There is plenty to underscore the Norsemen’s bloodthirsty reputation, from their enormous swords and axes to the startling skull of a Viking warrior, his front teeth filed down and the grooves filled with pigment.
There’s stark evidence of violence in the 50 headless skeletons of young men found in a mass grave on England’s south coast — a Viking raiding party that failed.
But it also shows the Vikings’ sophistication as explorers, diplomats and traders who dealt in timber, furs and falcons from Scandinavia; whale bone and ivory from the North Atlantic; salt and precious stones from the east — as well as in slaves.

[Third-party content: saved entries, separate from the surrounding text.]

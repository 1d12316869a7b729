//! Relay-level error types shared by the token cache, upstream client, and HTTP boundary.

// self
use crate::{_prelude::*, resource::ResourceName};

/// Relay-wide result type alias returning [`Error`] by default.
pub type Result<T, E = Error> = std::result::Result<T, E>;

type BoxError = Box<dyn std::error::Error + Send + Sync>;

/// Canonical relay error exposed by public APIs.
#[derive(Debug, ThisError)]
pub enum Error {
	/// Local configuration problem; fatal at startup.
	#[error(transparent)]
	Config(#[from] ConfigError),
	/// Identity endpoint refused or garbled the credential exchange.
	#[error(transparent)]
	Auth(#[from] AuthError),
	/// Metadata provider rejected the forwarded query.
	#[error(transparent)]
	Upstream(#[from] UpstreamError),
	/// Transport failure (DNS, TCP, TLS, timeout).
	#[error(transparent)]
	Transport(#[from] TransportError),
	/// Failure of a credential refresh, handed to every caller that waited on it.
	#[error(transparent)]
	Shared(Arc<Error>),
}
impl Error {
	/// Returns `true` when the failure is transport-level and may be retried.
	///
	/// Authentication and upstream rejections are never retryable; retrying them would
	/// hide a credential or query problem.
	pub fn is_retryable(&self) -> bool {
		matches!(self.root(), Self::Transport(_))
	}

	/// HTTP status reported by the remote side, when the failure carries one.
	pub fn upstream_status(&self) -> Option<u16> {
		match self.root() {
			Self::Auth(AuthError::Rejected { status, .. }) => Some(*status),
			Self::Upstream(UpstreamError::Status { status, .. }) => Some(*status),
			_ => None,
		}
	}

	/// The underlying failure, looking through [`Error::Shared`].
	pub fn root(&self) -> &Error {
		match self {
			Self::Shared(inner) => inner.root(),
			other => other,
		}
	}
}

/// Configuration and validation failures raised before the relay serves traffic.
#[derive(Debug, ThisError)]
pub enum ConfigError {
	/// A required environment variable is absent or blank.
	#[error("Required configuration `{name}` is missing.")]
	MissingVar {
		/// Variable name that was looked up.
		name: &'static str,
	},
	/// An environment variable holds an unusable value.
	#[error("Configuration `{name}` is invalid: {reason}.")]
	InvalidVar {
		/// Variable name that was looked up.
		name: &'static str,
		/// Why the value was rejected.
		reason: String,
	},
	/// An endpoint URL cannot be parsed.
	#[error("Configuration `{name}` is not a valid URL.")]
	InvalidUrl {
		/// Variable name that was looked up.
		name: &'static str,
		/// Underlying parsing failure.
		#[source]
		source: url::ParseError,
	},
	/// HTTP client could not be constructed.
	#[error("HTTP client could not be constructed.")]
	HttpClientBuild {
		/// Underlying transport builder failure.
		#[source]
		source: BoxError,
	},
}
impl ConfigError {
	/// Wraps a transport's builder failure inside [`ConfigError`].
	pub fn http_client_build(src: impl 'static + Send + Sync + std::error::Error) -> Self {
		Self::HttpClientBuild { source: Box::new(src) }
	}
}

/// Failures of the client-credentials exchange.
#[derive(Debug, ThisError)]
pub enum AuthError {
	/// Identity endpoint answered with a non-success status.
	#[error("Authentication with the identity provider failed with status {status}.")]
	Rejected {
		/// HTTP status returned by the identity endpoint.
		status: u16,
		/// Raw response body returned by the identity endpoint.
		body: String,
	},
	/// Identity endpoint answered successfully but without `expires_in`.
	#[error("Authentication response is missing expires_in.")]
	MissingExpiresIn,
	/// Identity endpoint returned a zero, negative, or unrepresentable lifetime.
	#[error("Authentication response carries an unusable expires_in value.")]
	NonPositiveExpiresIn,
	/// Identity endpoint returned JSON that does not describe a token.
	#[error("Authentication response is malformed.")]
	MalformedResponse {
		/// Structured parsing failure.
		#[source]
		source: serde_path_to_error::Error<serde_json::Error>,
	},
	/// Identity endpoint returned something the exchange could not interpret.
	#[error("Authentication response is invalid: {reason}.")]
	InvalidResponse {
		/// Description of the unexpected response.
		reason: String,
	},
}

/// Failures reported by the metadata provider for a forwarded query.
#[derive(Debug, ThisError)]
pub enum UpstreamError {
	/// Provider answered with a non-2xx status.
	#[error("IGDB API error: {status}")]
	Status {
		/// Resource the query targeted.
		resource: ResourceName,
		/// HTTP status returned by the provider.
		status: u16,
		/// Raw response body returned by the provider.
		body: String,
	},
	/// Provider answered 2xx with a body that is not a JSON array.
	#[error("IGDB API returned an unreadable `{resource}` response.")]
	Decode {
		/// Resource the query targeted.
		resource: ResourceName,
		/// Structured parsing failure.
		#[source]
		source: serde_path_to_error::Error<serde_json::Error>,
	},
}

/// Transport-level failures (network, IO, timeouts).
#[derive(Debug, ThisError)]
pub enum TransportError {
	/// Underlying HTTP client reported a network failure.
	#[error("Network error occurred while calling the {operation}.")]
	Network {
		/// Remote operation that failed.
		operation: &'static str,
		/// Transport-specific network error.
		#[source]
		source: BoxError,
	},
	/// The call did not complete within the configured timeout.
	#[error("Request to the {operation} timed out.")]
	Timeout {
		/// Remote operation that timed out.
		operation: &'static str,
	},
	/// Underlying IO failure surfaced during transport.
	#[error("I/O error occurred during transport.")]
	Io(#[from] std::io::Error),
}
impl TransportError {
	/// Wraps a transport-specific network error.
	pub fn network(
		operation: &'static str,
		src: impl 'static + Send + Sync + std::error::Error,
	) -> Self {
		Self::Network { operation, source: Box::new(src) }
	}

	/// Classifies a reqwest failure as a timeout or generic network error.
	pub fn from_reqwest(operation: &'static str, err: ReqwestError) -> Self {
		if err.is_timeout() { Self::Timeout { operation } } else { Self::network(operation, err) }
	}
}
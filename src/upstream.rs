//! Authenticated calls to the metadata provider.
//!
//! [`UpstreamClient::relay_resource`] attaches the cached credential to a verbatim query
//! and returns the provider's body byte for byte once it is known to be a JSON array;
//! [`UpstreamClient::fetch_resource`] decodes that array. Transport failures are retried under
//! the configured [`RetryPolicy`]; provider status errors and authentication failures
//! are returned on first sight.

mod retry;

pub use retry::RetryPolicy;

// crates.io
use axum::body::Bytes;
use reqwest::{
	StatusCode,
	header::{ACCEPT, AUTHORIZATION, CONTENT_TYPE, HeaderValue},
};
use serde::de::IgnoredAny;
// self
use crate::{
	_prelude::*,
	auth::Credential,
	config::RelayConfig,
	error::{AuthError, ConfigError, TransportError, UpstreamError},
	http::ReqwestHttpClient,
	obs::{self, OpKind, OpOutcome, OpSpan},
	resource::ResourceName,
	token::TokenCache,
};

const OPERATION: &str = "metadata provider";
const CLIENT_ID_HEADER: &str = "Client-ID";

/// Issues authenticated provider requests using the shared [`TokenCache`].
#[derive(Debug)]
pub struct UpstreamClient {
	http_client: ReqwestHttpClient,
	tokens: Arc<TokenCache>,
	base_url: Url,
	client_id: String,
	retry: RetryPolicy,
}
impl UpstreamClient {
	/// Creates a client that forwards to resources beneath `base_url`.
	pub fn new(
		http_client: ReqwestHttpClient,
		tokens: Arc<TokenCache>,
		base_url: Url,
		client_id: impl Into<String>,
		retry: RetryPolicy,
	) -> Self {
		Self { http_client, tokens, base_url, client_id: client_id.into(), retry }
	}

	/// Builds the client described by `config`, sharing `tokens`.
	pub fn from_config(config: &RelayConfig, tokens: Arc<TokenCache>) -> Result<Self, ConfigError> {
		let http_client = ReqwestHttpClient::with_timeout(config.request_timeout)?;

		Ok(Self::new(
			http_client,
			tokens,
			config.api_base_url.clone(),
			config.credentials.client_id.clone(),
			config.retry,
		))
	}

	/// Token cache backing this client.
	pub fn tokens(&self) -> &Arc<TokenCache> {
		&self.tokens
	}

	/// Absolute provider URL for `resource`.
	pub fn endpoint(&self, resource: ResourceName) -> Result<Url, ConfigError> {
		self.base_url
			.join(resource.as_str())
			.map_err(|source| ConfigError::InvalidUrl { name: "IGDB_API_BASE_URL", source })
	}

	/// Forwards `query_body` verbatim to `resource` and returns the provider's records.
	pub async fn fetch_resource(
		&self,
		resource: ResourceName,
		query_body: &str,
	) -> Result<Vec<Value>> {
		let body = self.relay_resource(resource, query_body).await?;

		decode_records(resource, &body)
	}

	/// Forwards `query_body` verbatim to `resource` and returns the provider's body as
	/// received.
	///
	/// The body is checked to be a JSON array but never re-encoded. A credential is
	/// ensured before every attempt, so a retry never reuses a token that expired while
	/// backing off.
	pub async fn relay_resource(&self, resource: ResourceName, query_body: &str) -> Result<Bytes> {
		const KIND: OpKind = OpKind::UpstreamFetch;

		let span = OpSpan::new(KIND, resource.as_str());

		obs::record_op_outcome(KIND, OpOutcome::Attempt);

		let result = span
			.instrument(async move {
				let endpoint = self.endpoint(resource)?;
				let mut attempt = 1;

				tracing::debug!(%resource, query_bytes = query_body.len(), "Forwarding query.");
				tracing::trace!(%resource, query = query_body, "Forwarded query body.");

				loop {
					let credential = self.tokens.ensure_token().await?;

					match self.send(resource, &endpoint, &credential, query_body).await {
						Ok(body) => return Ok(body),
						Err(err) if err.is_retryable() && self.retry.allows_retry_after(attempt) => {
							let delay = self.retry.delay_for(attempt);

							tracing::warn!(
								%resource,
								attempt,
								delay_ms = u64::try_from(delay.as_millis()).unwrap_or(u64::MAX),
								error = %err,
								"Retrying provider call after transport failure."
							);
							tokio::time::sleep(delay).await;

							attempt += 1;
						},
						Err(err) => return Err(err),
					}
				}
			})
			.await;

		match &result {
			Ok(_) => obs::record_op_outcome(KIND, OpOutcome::Success),
			Err(_) => obs::record_op_outcome(KIND, OpOutcome::Failure),
		}

		result
	}

	async fn send(
		&self,
		resource: ResourceName,
		endpoint: &Url,
		credential: &Credential,
		query_body: &str,
	) -> Result<Bytes> {
		let mut authorization = HeaderValue::from_str(&credential.bearer()).map_err(|_| {
			AuthError::InvalidResponse { reason: "access token is not a valid header value".into() }
		})?;

		authorization.set_sensitive(true);

		let response = self
			.http_client
			.post(endpoint.clone())
			.header(CLIENT_ID_HEADER, &self.client_id)
			.header(AUTHORIZATION, authorization)
			.header(CONTENT_TYPE, "text/plain")
			.header(ACCEPT, "application/json")
			.body(query_body.to_owned())
			.send()
			.await
			.map_err(|err| TransportError::from_reqwest(OPERATION, err))?;
		let status = response.status();
		let body =
			response.bytes().await.map_err(|err| TransportError::from_reqwest(OPERATION, err))?;

		tracing::debug!(
			%resource,
			status = status.as_u16(),
			token = %credential.fingerprint(),
			body_bytes = body.len(),
			"Provider responded."
		);

		if !status.is_success() {
			if status == StatusCode::UNAUTHORIZED {
				self.tokens.invalidate(credential);
			}

			let body = String::from_utf8_lossy(&body).into_owned();

			tracing::warn!(%resource, status = status.as_u16(), "Provider rejected the query.");

			return Err(UpstreamError::Status { resource, status: status.as_u16(), body }.into());
		}

		let items = decode_records::<IgnoredAny>(resource, &body)?.len();

		tracing::debug!(%resource, items, "Provider returned records.");

		Ok(body)
	}
}

fn decode_records<T>(resource: ResourceName, body: &[u8]) -> Result<Vec<T>>
where
	T: for<'de> Deserialize<'de>,
{
	let records = serde_path_to_error::deserialize(&mut serde_json::Deserializer::from_slice(body))
		.map_err(|source| UpstreamError::Decode { resource, source })?;

	Ok(records)
}
//! Credential models: the cached bearer token and the client credentials that mint it.

pub mod credential;
pub mod secret;

pub use credential::*;
pub use secret::*;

Their roaming brought in goods from around the world. The exhibition includes the Vale of York Hoard, a collection of gold and silver objects from as far afield as Ireland, Afghanistan and Uzbekistan, found in northern England in 2007.
The exhibition will puncture some popular Viking myths. They didn’t wear helmets sprouting wings or horns — that was a Victorian invention. The helmets on display are simple metal skullcaps.
The Vikings’ terrifying image stands in sharp contrast to the way they saw themselves: as down-to-earth people who valued honor, friendship and good humor above all.
A 1,000-year-old book called the “Havamal,” a trove of Viking folk wisdom, advises that “the best thing in life is to be alive and happy” and says people should leave nothing behind after death but their good names.
Eventually these restless travelers settled down and adopted Christianity, establishing kingdoms and dynasties in Norway, Sweden and Denmark. Vikings settled in across Europe, populating the island of Iceland and becoming progenitors of people including the Rus — from whom we get the name Russia — and the Normans in what is now Normandy in northwest France.
Their legacy lives on in the DNA of millions of Europeans, and in the English language, through a hoard of words including berserk — from the Old Norse berserker, a ferocious warrior.
Their traces are still being found. The exhibition includes the contents of a Viking warrior’s grave — he was buried alongside his ax and sword, inside a boat — unearthed in northern Scotland in 2011.
Viking touches persist in the modern world, sometimes in surprising places. On millions of smartphones, the ubiquitous symbol for a standard form of wireless communication is a rune representing a 10th-century Norse king: Harald Bluetooth.